Eggs, Caviar and Yogurt

August 31, 2010

I know, it is an odd combination, yet somehow all three of those ingredients came together recently.

The boys were both diagnosed with dairy allergies a few years back, and after Jacob also turned up allergic to soy, I figured our days of eating yogurt were limited (which was a shame since that was where so many of our “extras”;ground almonds, flax seeds, probiotics, etc. were eaten).

Then coconut yogurt was introduced. Oh the joys and heartache of coconut yogurt. A joy because we finally had yogurt back in our lives, a heartache because of the staggering $2 for a 4 oz container.

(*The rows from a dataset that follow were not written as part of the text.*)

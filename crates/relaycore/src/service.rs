//! The explicitly owned relay service.
//!
//! One `RelayService` is built at startup and shared as `Arc<RelayService>`;
//! it owns the extractor pool, the scheduler and the delivery pipeline
//! (including the recovery store). Nothing here is process-global.

use std::sync::Arc;

use url::Url;

use crate::core::config::RelayConfig;
use crate::core::error::{RelayError, RelayResult};
use crate::delivery::{DeliveryPipeline, DeliveryReport, Destination, RecoveryId, RecoveryStore, Transport};
use crate::extract::{ExtractError, ExtractionResult, ExtractorFactory, ExtractorPreferences};
use crate::pool::ExtractorPool;
use crate::scheduler::{BatchJob, BatchScheduler, BatchSummary, ProgressSink, SchedulerConfig};

pub struct RelayService {
    pool: Arc<ExtractorPool>,
    scheduler: BatchScheduler,
    pipeline: DeliveryPipeline,
    preferences: ExtractorPreferences,
}

impl RelayService {
    pub fn new(
        pool: Arc<ExtractorPool>,
        scheduler: BatchScheduler,
        pipeline: DeliveryPipeline,
        preferences: ExtractorPreferences,
    ) -> Arc<Self> {
        let concurrency = scheduler.config().effective_concurrency();
        if concurrency > pool.capacity() {
            log::warn!(
                "Scheduler concurrency {} exceeds extractor pool capacity {}; extra jobs will wait for pool permits",
                concurrency,
                pool.capacity()
            );
        }
        Arc::new(Self {
            pool,
            scheduler,
            pipeline,
            preferences,
        })
    }

    /// Wires the service from configuration.
    pub fn from_config(
        config: &RelayConfig,
        factory: Arc<dyn ExtractorFactory>,
        transport: Arc<dyn Transport>,
    ) -> Arc<Self> {
        let pool = ExtractorPool::new(factory, config.pool_capacity, config.pool_stall_warning);
        let scheduler = BatchScheduler::new(SchedulerConfig::new(config.max_concurrent_jobs, config.job_timeout));
        let recoveries = RecoveryStore::new(config.recovery_ttl, config.recovery_max_entries);
        let pipeline = DeliveryPipeline::new(transport, recoveries, config.recovery_max_rounds);
        let preferences = ExtractorPreferences {
            media_encoding: config.preferred_encoding.clone(),
        };
        Self::new(pool, scheduler, pipeline, preferences)
    }

    pub fn pool(&self) -> &Arc<ExtractorPool> {
        &self.pool
    }

    /// Runs one extraction through the pool.
    ///
    /// The extractor goes back to the pool as soon as extraction ends, before
    /// any delivery starts.
    pub async fn extract(&self, url: &Url) -> RelayResult<Arc<ExtractionResult>> {
        let extractor = self.pool.acquire(&self.preferences).await?;
        let extracted = extractor.extract(url).await;
        extractor.release();

        let result = extracted?.ok_or(RelayError::Extraction(ExtractError::NoResult))?;
        if result.is_empty() {
            return Err(RelayError::NoDownloadableMedia);
        }
        Ok(Arc::new(result))
    }

    /// Extracts and delivers a single job.
    pub async fn process_job(&self, destination: Destination, job: BatchJob) -> RelayResult<DeliveryReport> {
        let result = self.extract(&job.url).await?;
        self.pipeline.deliver(destination, job.url.as_str(), result).await
    }

    /// Runs every URL as an independent job under the scheduler's policy.
    pub async fn run_batch(
        self: &Arc<Self>,
        destination: Destination,
        urls: Vec<Url>,
        sink: Arc<dyn ProgressSink>,
    ) -> BatchSummary<DeliveryReport> {
        let service = Arc::clone(self);
        self.scheduler
            .run_batch(
                BatchJob::from_urls(urls),
                move |job| {
                    let service = Arc::clone(&service);
                    async move { service.process_job(destination, job).await }
                },
                sink,
            )
            .await
    }

    pub async fn retry_failed(&self, id: RecoveryId) -> RelayResult<DeliveryReport> {
        self.pipeline.retry_failed(id).await
    }

    pub async fn send_available(&self, id: RecoveryId) -> RelayResult<DeliveryReport> {
        self.pipeline.send_available(id).await
    }

    pub async fn cancel(&self, id: RecoveryId) -> RelayResult<DeliveryReport> {
        self.pipeline.cancel(id).await
    }

    /// Recovery offers still waiting for a decision in `destination`.
    pub async fn pending_recoveries(&self, destination: Destination) -> usize {
        self.pipeline.recoveries().pending_for(destination).await
    }

    /// Waits for in-flight extractions and tears the pool down.
    pub async fn shutdown(&self) {
        log::info!("Relay service shutting down");
        self.pool.drain_and_close().await;
    }
}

After a lot of research, I finally have found a recipe that makes sense, is economical, and that we enjoy for making coconut yogurt at home. And last night I was gifted with the special “this is the best yogurt I ever tasted mama!” from my Elwood. It takes a full 29 hours to ferment, and a crazy precision to make sure that it turns out the way that it should (coconut milk does not contain the sugars of regular milk that are needed to ferment properly), but it is worth it in the end. As fast as the boys put this batch away, I am going to be keeping a very continuous cycle of yogurt going on the counter top in the years ahead.

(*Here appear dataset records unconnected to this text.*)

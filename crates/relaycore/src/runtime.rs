//! Bridge for synchronous callers into the long-lived Tokio runtime.
//!
//! Blocking entry points (plain threads, sync callbacks) submit a future and
//! wait for its output here instead of building a runtime per call.

use std::future::Future;

use thiserror::Error;
use tokio::runtime::Handle;

#[derive(Debug, Error)]
pub enum BridgeError {
    /// Blocking a runtime worker on its own runtime would deadlock it
    #[error("RuntimeBridge::submit called from inside a Tokio runtime; await the future instead")]
    InsideRuntime,

    /// The submitted task panicked or was cancelled
    #[error("submitted task failed: {0}")]
    Join(#[from] tokio::task::JoinError),

    #[error("no Tokio runtime available: {0}")]
    NoRuntime(#[from] tokio::runtime::TryCurrentError),
}

#[derive(Debug, Clone)]
pub struct RuntimeBridge {
    handle: Handle,
}

impl RuntimeBridge {
    pub fn new(handle: Handle) -> Self {
        Self { handle }
    }

    /// Captures the runtime the caller is currently running in.
    pub fn current() -> Result<Self, BridgeError> {
        Ok(Self::new(Handle::try_current()?))
    }

    pub fn handle(&self) -> &Handle {
        &self.handle
    }

    /// Runs `fut` on the shared runtime and blocks the calling thread until it finishes.
    ///
    /// Must be called from a thread that is not driving a Tokio runtime.
    pub fn submit<F>(&self, fut: F) -> Result<F::Output, BridgeError>
    where
        F: Future + Send + 'static,
        F::Output: Send + 'static,
    {
        if Handle::try_current().is_ok() {
            return Err(BridgeError::InsideRuntime);
        }
        let task = self.handle.spawn(fut);
        Ok(self.handle.block_on(task)?)
    }
}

Although we ate dessert before dinner, it was still a worthy meal to share. 

A few years back, my girlfriend Missy held a potluck in which her brother Travis cooked the most delicious lentil pasta I have ever tasted, and I made sure to snag the name of the recipe book it came from. Of course it was only a short while later that we found out that Jacob had celiac, and those recipes were put away for a later time.

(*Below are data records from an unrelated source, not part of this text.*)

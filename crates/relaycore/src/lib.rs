//! Relaycore - concurrent extraction and delivery engine for the media relay bot
//!
//! Takes content URLs, runs them through a bounded pool of extractor sessions
//! and relays the resulting media to a messaging transport in size-limited
//! batches, with a recovery path for partially failed deliveries.
//!
//! # Module Structure
//!
//! - `core`: Configuration, errors, logging, metrics and URL validation
//! - `extract`: Extractor traits, the parse-API backend and result normalization
//! - `pool`: Bounded pool of reusable extractor instances
//! - `scheduler`: Batch fan-out with a concurrency cap and per-job timeouts
//! - `delivery`: Batching, transport interface and recovery state machine
//! - `service`: The owned service object wiring everything together
//! - `runtime`: Sync-to-async bridge into the shared runtime

pub mod core;
pub mod delivery;
pub mod extract;
pub mod pool;
pub mod runtime;
pub mod scheduler;
pub mod service;

// Re-export commonly used types for convenience
pub use crate::core::{config, RelayConfig, RelayError, RelayResult};
pub use delivery::{DeliveryReport, Destination, MediaBatch, RecoveryId, Transport, TransportError};
pub use extract::{ExtractionResult, Extractor, ExtractorFactory, ExtractorPreferences, MediaType};
pub use pool::{ExtractorPool, PoolError, PooledExtractor};
pub use runtime::{BridgeError, RuntimeBridge};
pub use scheduler::{BatchProgress, BatchScheduler, BatchSummary, JobOutcome, ProgressSink, SchedulerConfig};
pub use service::RelayService;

With the amazing advances in gluten free pasta making, I am feeling more comfortable trying out the recipes that we once loved. At the farmers market this past weekend, I stumbled upon a gluten free pasta maker who had fresh papperdelle on her table. I swear I carried that small bag home like it was precious diamonds or rare rubies.

I chose papperdelle because there had always been a recipe in On Top of Spaghetti that I had been dying to try. Caviar, poached eggs, butter and Parmesan cheese. So simple, and yet so decadent.We had a jar of caviar that had come in last year’s holiday basket from my husband’s work, and this seemed like the perfect place to use it)

Pappardelle with Poached Eggs and Caviar
(from the book On Top of Spaghetti)

8 oz of pappardelle pasta
8 large eggs
4 Tbsp unsalted butter (I only had salted, so that is what we used)
1/3 cup freshly grated parmesean cheese
1 heaping Tbsp of caviar (using cheap caviar is more than fine. I am pretty sure that what we had was about $8 from Safeway, and it still tasted perfect)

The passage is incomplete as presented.